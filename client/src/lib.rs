//! # taskdeck-client
//!
//! Leptos + WASM frontend for the taskdeck task manager.
//!
//! This crate contains pages, components, session and fetch state, the REST
//! client for the task API, and the route guard / polling helpers the pages
//! are built on. The `taskdeck` host renders it with the `ssr` feature; the
//! browser bundle is built with `hydrate`.

pub mod app;
pub mod components;
pub mod net;
pub mod pages;
pub mod state;
pub mod util;

/// Browser entry point: install logging and hydrate the server-rendered app.
#[cfg(feature = "hydrate")]
#[wasm_bindgen::prelude::wasm_bindgen]
pub fn hydrate() {
    console_error_panic_hook::set_once();
    let _ = console_log::init_with_level(log::Level::Info);
    leptos::mount::hydrate_body(app::App);
}
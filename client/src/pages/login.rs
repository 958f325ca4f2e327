//! Login page: username + password against the token endpoint.
//!
//! After a successful sign-in the user is sent to the `redirect` query target
//! left by the route guard, or to the dashboard.

use leptos::prelude::*;
use leptos_router::NavigateOptions;
use leptos_router::hooks::{use_navigate, use_query_map};

use crate::state::auth::Session;
use crate::util::auth::redirect_target;
use crate::util::forms;

pub const LOGIN_FAILURE: &str = "Invalid credentials";

#[component]
pub fn LoginPage() -> impl IntoView {
    let session = expect_context::<RwSignal<Session>>();
    let query = use_query_map();
    let navigate = use_navigate();
    let username = RwSignal::new(String::new());
    let password = RwSignal::new(String::new());
    let error = RwSignal::new(None::<String>);
    let busy = RwSignal::new(false);
    let signed_in_target = RwSignal::new(None::<String>);

    Effect::new(move || {
        if let Some(target) = signed_in_target.get() {
            navigate(&target, NavigateOptions::default());
        }
    });

    let on_submit = move |ev: leptos::ev::SubmitEvent| {
        ev.prevent_default();
        if busy.get_untracked() {
            return;
        }
        let credentials = match forms::credentials(&username.get_untracked(), &password.get_untracked()) {
            Ok(credentials) => credentials,
            Err(err) => {
                error.set(Some(err.to_string()));
                return;
            }
        };
        let target = redirect_target(query.with_untracked(|q| q.get("redirect")).as_deref());
        error.set(None);
        busy.set(true);

        #[cfg(feature = "hydrate")]
        leptos::task::spawn_local(async move {
            match crate::state::auth::sign_in(session, credentials).await {
                Ok(()) => signed_in_target.set(Some(target)),
                Err(err) => {
                    leptos::logging::warn!("login failed: {err}");
                    error.set(Some(LOGIN_FAILURE.to_owned()));
                    password.set(String::new());
                }
            }
            busy.set(false);
        });
        #[cfg(not(feature = "hydrate"))]
        {
            let _ = (credentials, target, session);
            busy.set(false);
        }
    };

    view! {
        <div class="auth-page">
            <div class="auth-card">
                <h1 class="auth-card__title">"Sign in to your account"</h1>
                <form class="auth-form" on:submit=on_submit>
                    <input
                        class="auth-input"
                        type="text"
                        autocomplete="username"
                        placeholder="Username"
                        prop:value=move || username.get()
                        on:input=move |ev| username.set(event_target_value(&ev))
                    />
                    <input
                        class="auth-input"
                        type="password"
                        autocomplete="current-password"
                        placeholder="Password"
                        prop:value=move || password.get()
                        on:input=move |ev| password.set(event_target_value(&ev))
                    />
                    <Show when=move || error.with(Option::is_some)>
                        <p class="auth-form__error">{move || error.get().unwrap_or_default()}</p>
                    </Show>
                    <button class="btn auth-form__submit" type="submit" disabled=move || busy.get()>
                        {move || if busy.get() { "Signing in..." } else { "Sign in" }}
                    </button>
                </form>
                <p class="auth-card__footer">
                    "No account yet? " <a href="/register">"Register"</a>
                </p>
            </div>
        </div>
    }
}
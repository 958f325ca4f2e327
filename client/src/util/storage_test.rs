#![cfg(not(feature = "hydrate"))]

use super::*;

#[test]
fn load_token_is_none_without_browser() {
    assert_eq!(load_token(), None);
}

#[test]
fn save_and_clear_are_noops_but_callable() {
    save_token(&AuthToken::new("t-1"));
    clear_token();
    assert_eq!(load_token(), None);
}
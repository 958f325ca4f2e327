//! Create-task form.
//!
//! The form validates locally, posts the task assigned to the signed-in user,
//! and clears itself on success. On failure the entered values stay so the
//! user can retry.

use leptos::prelude::*;

use crate::net::types::Task;
use crate::state::auth::Session;
use crate::util::forms;

#[component]
pub fn TaskForm(on_created: Callback<Task>) -> impl IntoView {
    let session = expect_context::<RwSignal<Session>>();
    let title = RwSignal::new(String::new());
    let description = RwSignal::new(String::new());
    let due_date = RwSignal::new(String::new());
    let error = RwSignal::new(None::<String>);
    let busy = RwSignal::new(false);

    let on_submit = move |ev: leptos::ev::SubmitEvent| {
        ev.prevent_default();
        if busy.get_untracked() {
            return;
        }
        let Some(assignee_id) = session.with_untracked(|s| s.current_user().map(|user| user.id)) else {
            error.set(Some("Sign in to create tasks".to_owned()));
            return;
        };
        let body = match forms::new_task(
            &title.get_untracked(),
            &description.get_untracked(),
            &due_date.get_untracked(),
            assignee_id,
        ) {
            Ok(body) => body,
            Err(err) => {
                error.set(Some(err.to_string()));
                return;
            }
        };
        error.set(None);
        busy.set(true);
        let token = session.with_untracked(|s| s.token.clone());

        #[cfg(feature = "hydrate")]
        leptos::task::spawn_local(async move {
            match crate::net::api::create_task(token, body).await {
                Ok(task) => {
                    title.set(String::new());
                    description.set(String::new());
                    due_date.set(String::new());
                    on_created.run(task);
                }
                Err(err) => {
                    leptos::logging::warn!("task create failed: {err}");
                    error.set(Some(forms::create_failure_message(&err)));
                }
            }
            busy.set(false);
        });
        #[cfg(not(feature = "hydrate"))]
        {
            let _ = (token, body, on_created);
            busy.set(false);
        }
    };

    view! {
        <form class="task-form" on:submit=on_submit>
            <label class="task-form__label" for="task-title">
                "Title"
            </label>
            <input
                id="task-title"
                class="task-form__input"
                type="text"
                required
                prop:value=move || title.get()
                on:input=move |ev| title.set(event_target_value(&ev))
            />
            <label class="task-form__label" for="task-description">
                "Description"
            </label>
            <textarea
                id="task-description"
                class="task-form__input"
                rows="3"
                required
                prop:value=move || description.get()
                on:input=move |ev| description.set(event_target_value(&ev))
            ></textarea>
            <label class="task-form__label" for="task-due-date">
                "Due Date"
            </label>
            <input
                id="task-due-date"
                class="task-form__input"
                type="date"
                required
                prop:value=move || due_date.get()
                on:input=move |ev| due_date.set(event_target_value(&ev))
            />
            <Show when=move || error.with(Option::is_some)>
                <p class="task-form__error">{move || error.get().unwrap_or_default()}</p>
            </Show>
            <button class="btn task-form__submit" type="submit" disabled=move || busy.get()>
                {move || if busy.get() { "Creating..." } else { "Create Task" }}
            </button>
        </form>
    }
}
//! Utility helpers shared across client UI modules.
//!
//! SYSTEM CONTEXT
//! ==============
//! Utility modules keep browser/environment concerns and pure decision logic
//! out of page and component code so it can be tested without a DOM.

pub mod auth;
pub mod config;
pub mod filter;
pub mod format;
pub mod forms;
pub mod poll;
pub mod storage;
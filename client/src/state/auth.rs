//! Auth-session state for the current browser user.
//!
//! SYSTEM CONTEXT
//! ==============
//! The session is provided once as `RwSignal<Session>` context. Route guards
//! and the navigation bar only read it; the restore, login and logout flows
//! below are the only writers.

#[cfg(test)]
#[path = "auth_test.rs"]
mod auth_test;

use std::future::Future;

use leptos::prelude::*;

use crate::net::error::ApiError;
use crate::net::types::{AuthToken, Credentials, UserProfile};
use crate::util::storage;

/// Authentication state: the signed-in user, their token, and whether the
/// start-up restore is still running.
#[derive(Clone, Debug, PartialEq)]
pub struct Session {
    pub user: Option<UserProfile>,
    pub token: Option<AuthToken>,
    pub loading: bool,
}

/// Starts in the restoring state so nothing protected renders before the
/// persisted token has been checked.
impl Default for Session {
    fn default() -> Self {
        Self { user: None, token: None, loading: true }
    }
}

impl Session {
    pub fn anonymous() -> Self {
        Self { user: None, token: None, loading: false }
    }

    pub fn signed_in(token: AuthToken, user: UserProfile) -> Self {
        Self { user: Some(user), token: Some(token), loading: false }
    }

    pub fn is_authenticated(&self) -> bool {
        self.token.is_some()
    }

    /// The user, but only while a token is held.
    pub fn current_user(&self) -> Option<&UserProfile> {
        self.token.as_ref().and(self.user.as_ref())
    }

    pub fn is_approved(&self) -> bool {
        self.current_user().is_some_and(|user| user.is_approved)
    }
}

/// Result of checking a persisted token at start-up.
#[derive(Debug, PartialEq)]
pub struct RestoreOutcome {
    pub session: Session,
    /// The stored token was rejected and should be removed.
    pub forget_token: bool,
}

/// Turn a stored token into a session by looking up its profile.
///
/// Transport failures end anonymous but keep the token for the next load;
/// only an unauthorized answer marks it for removal.
pub async fn restore_from<F, Fut>(stored: Option<AuthToken>, fetch_user: F) -> RestoreOutcome
where
    F: FnOnce(AuthToken) -> Fut,
    Fut: Future<Output = Result<UserProfile, ApiError>>,
{
    let Some(token) = stored else {
        return RestoreOutcome { session: Session::anonymous(), forget_token: false };
    };
    match fetch_user(token.clone()).await {
        Ok(user) => RestoreOutcome { session: Session::signed_in(token, user), forget_token: false },
        Err(err) => {
            leptos::logging::warn!("session restore failed: {err}");
            RestoreOutcome { session: Session::anonymous(), forget_token: err.is_unauthorized() }
        }
    }
}

/// Exchange credentials for a token, then load the matching profile.
///
/// # Errors
///
/// Returns the first failing call's error.
pub async fn sign_in_with<L, LFut, U, UFut>(credentials: Credentials, login: L, fetch_user: U) -> Result<Session, ApiError>
where
    L: FnOnce(Credentials) -> LFut,
    LFut: Future<Output = Result<AuthToken, ApiError>>,
    U: FnOnce(AuthToken) -> UFut,
    UFut: Future<Output = Result<UserProfile, ApiError>>,
{
    let token = login(credentials).await?;
    let user = fetch_user(token.clone()).await?;
    Ok(Session::signed_in(token, user))
}

/// Restore the session from localStorage and publish it.
pub async fn restore(session: RwSignal<Session>) {
    let outcome = restore_from(storage::load_token(), crate::net::api::fetch_current_user).await;
    if outcome.forget_token {
        storage::clear_token();
    }
    session.set(outcome.session);
}

/// Log in against the API, persist the token, and publish the session.
///
/// # Errors
///
/// Returns the API error when either the token exchange or profile lookup fails.
pub async fn sign_in(session: RwSignal<Session>, credentials: Credentials) -> Result<(), ApiError> {
    let next = sign_in_with(credentials, crate::net::api::login, crate::net::api::fetch_current_user).await?;
    if let Some(token) = next.token.as_ref() {
        storage::save_token(token);
    }
    session.set(next);
    Ok(())
}

/// Drop the token locally; the API token itself is left to expire server-side.
pub fn sign_out(session: RwSignal<Session>) {
    storage::clear_token();
    session.set(Session::anonymous());
}
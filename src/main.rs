//! taskdeck host: serves the server-rendered task manager UI.

mod config;
mod routes;

use std::process::ExitCode;

use thiserror::Error;

use crate::config::{ConfigError, HostConfig};

#[derive(Debug, Error)]
enum StartupError {
    #[error(transparent)]
    Config(#[from] ConfigError),
    #[error("failed to bind port {port}: {source}")]
    Bind { port: u16, source: std::io::Error },
    #[error("server failed: {0}")]
    Serve(std::io::Error),
}

#[tokio::main]
async fn main() -> ExitCode {
    // A missing .env is normal outside local development.
    let _ = dotenvy::dotenv();
    tracing_subscriber::fmt::init();

    match run().await {
        Ok(()) => ExitCode::SUCCESS,
        Err(e) => {
            tracing::error!(error = %e, "taskdeck host stopped");
            ExitCode::FAILURE
        }
    }
}

async fn run() -> Result<(), StartupError> {
    let config = HostConfig::from_env()?;
    let app = routes::app(&config)?;

    let port = config.port;
    let listener = tokio::net::TcpListener::bind(format!("0.0.0.0:{port}"))
        .await
        .map_err(|source| StartupError::Bind { port, source })?;

    tracing::info!(%port, api = %config.api_base_url, "taskdeck listening");
    axum::serve(listener, app).await.map_err(StartupError::Serve)
}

──────────────────────────────

§ **PROBLEM REQUIREMENTS**: Find the word "anonymous" in the records. Copy every line it appears in.

§ **THE ANSWER**:
    pub fn anonymous() -> Self {
/// Transport failures end anonymous but keep the token for the next load;
        return RestoreOutcome { session: Session::anonymous(), forget_token: false };
            RestoreOutcome { session: Session::anonymous(), forget_token: err.is_unauthorized() }
    session.set(Session::anonymous());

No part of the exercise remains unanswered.